Structural Error Correction
There are frequent cases when the same categories can be named differently (worse, when different categories have the same name): for example, in the open data of the Moscow government, construction data are presented quarterly, but the total volume for the year is signed as a year, and in some records are designated as 4th quarter. In this case, we restore the correct category values (if possible).
If you have to work with text data, then at least you need to carry out the following manipulations: remove spaces, remove all formatting, align the case, correct spelling errors.
Outlier removal
For machine learning tasks, the data in the sample should not contain outliers and be as standardized as possible, so unit limit values need to be deleted.
Missing Data Management
Working with missing data is one of the most difficult steps in clearing data. The absence of a part of the data, as a rule, is a problem for most algorithms, so you have to either not use records where a part of the data is missing, or try to restore the missing ones based on any assumptions about the nature of the data. At the same time, we understand that filling data gaps (no matter how sophisticated we do it) is not adding new information, but simply a crutch that allows you to use other information more efficiently. Both approaches are not so fire, because in any case, we lose information. However, the lack of data can be a signal in itself. For example, we examine refueling data and the lack of sensor data can be a clear sign of a violation.
When working with categorical data, the best we can do with missing data of this type is to mark it as “missing”. This step actually involves adding a new categorical data class. A similar way is to deal with missing data of a numerical type: you need to somehow mark the missing data, for example, replace the missing data with zero. But you need to keep in mind that zero does not always fit. For example, our data are counter readings and the absence of readings cannot be confused with real zeros in the data values.
Data cleaning tools
As a rule, data cleaning is not a one-time event; most likely we will have to add new data to the sample, which will again have to be passed through the developed cleaning procedures. To optimize the process, it’s nice to use specialized applications (in addition to, of course, Excel 'I, which may also be useful), for example:
- Talend Data Preparation is a free desktop application with a visual interface that simplifies and automates data cleaning tasks: it allows you to build a custom data processing pipeline. You can use a variety of data sources with Talend, including csv files or Excel data.

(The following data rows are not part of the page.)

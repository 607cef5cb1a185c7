use thiserror::Error;

use crate::commands::{Command, CommandKind};
use crate::roster::{Roster, StudentRecord};

#[derive(Debug, Clone, Error, PartialEq, Eq)]
pub enum CalcError {
    #[error("cannot average {column}: roster has no students")]
    EmptyRoster { column: String },
    #[error("student {student} has no {field} field")]
    MissingField { student: String, field: String },
    #[error("student {student} has a non-numeric {field} value: {value:?}")]
    BadNumber {
        student: String,
        field: String,
        value: String,
    },
}

fn numeric_field(id: &str, record: &StudentRecord, field: &str) -> Result<f64, CalcError> {
    let raw = record.field(field).ok_or_else(|| CalcError::MissingField {
        student: id.to_string(),
        field: field.to_string(),
    })?;
    raw.trim().parse::<f64>().map_err(|_| CalcError::BadNumber {
        student: id.to_string(),
        field: field.to_string(),
        value: raw.to_string(),
    })
}

/// Mean of one column across every student. A student missing the column or
/// carrying a non-numeric value fails the whole request; nobody is silently
/// skipped.
pub fn column_average(roster: &Roster, column: &str) -> Result<f64, CalcError> {
    let mut sum = 0.0;
    let mut count = 0usize;
    for (id, record) in roster.entries() {
        sum += numeric_field(id, record, column)?;
        count += 1;
    }
    if count == 0 {
        return Err(CalcError::EmptyRoster {
            column: column.to_string(),
        });
    }
    Ok(sum / count as f64)
}

/// Mean over the "<base> 1".."<base> slots" fields of every student, pooled
/// into one sum and one count. Every slot value weighs the same regardless
/// of which student it belongs to.
pub fn pooled_average(roster: &Roster, base: &str, slots: u32) -> Result<f64, CalcError> {
    let mut sum = 0.0;
    let mut count = 0usize;
    for (id, record) in roster.entries() {
        for slot in 1..=slots {
            let field = format!("{base} {slot}");
            sum += numeric_field(id, record, &field)?;
            count += 1;
        }
    }
    if count == 0 {
        return Err(CalcError::EmptyRoster {
            column: base.to_string(),
        });
    }
    Ok(sum / count as f64)
}

/// The requesting student's fields only, in record order.
pub fn full_record(record: &StudentRecord) -> String {
    record
        .fields()
        .map(|(name, value)| format!("{name}: {value}"))
        .collect::<Vec<_>>()
        .join(", ")
}

/// A whole-number mean still renders with one decimal: "Midterm average: 85.0".
pub fn render_average(label: &str, value: f64) -> String {
    if value.fract() == 0.0 && value.is_finite() {
        format!("{label} average: {value:.1}")
    } else {
        format!("{label} average: {value}")
    }
}

pub fn answer(
    roster: &Roster,
    record: &StudentRecord,
    command: &Command,
) -> Result<String, CalcError> {
    match command.kind {
        CommandKind::FullRecord => Ok(full_record(record)),
        CommandKind::ColumnAverage { column } => {
            column_average(roster, column).map(|v| render_average(column, v))
        }
        CommandKind::PooledAverage { base, slots } => {
            pooled_average(roster, base, slots).map(|v| render_average(base, v))
        }
    }
}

- OpenRefine This tool used to be called Google Refine or Freebase Gridworks. Now OpenRefine is a popular desktop application for cleaning and converting data formats.
- Trifacta Wrangler - a desktop application that allows you to work with complex data types, is also useful for exploratory data analysis. It does not require special user training.
Well, of course, the data cleaning pipeline can be implemented in any convenient programming language - from Python to Scala, the main thing is that the processing takes an acceptable time.
And finally ...
After we cleaned and transformed the data, it may turn out that the data is somehow not enough, so it’s normal if you have to return to the step of obtaining data from this stage, add more values to the selection, or search for new data sources. This is normal.
Conclusion
Yes, data preparation is not an easy task, sometimes even painful, but the efforts spent at this stage will return a hundredfold when starting the model: there are cases when even simple models quickly show excellent results and require minimal calibration if they work on well-prepared data.
Hope the article was helpful.
PS: The products used for illustrations were not harmed, but were used for their intended purpose!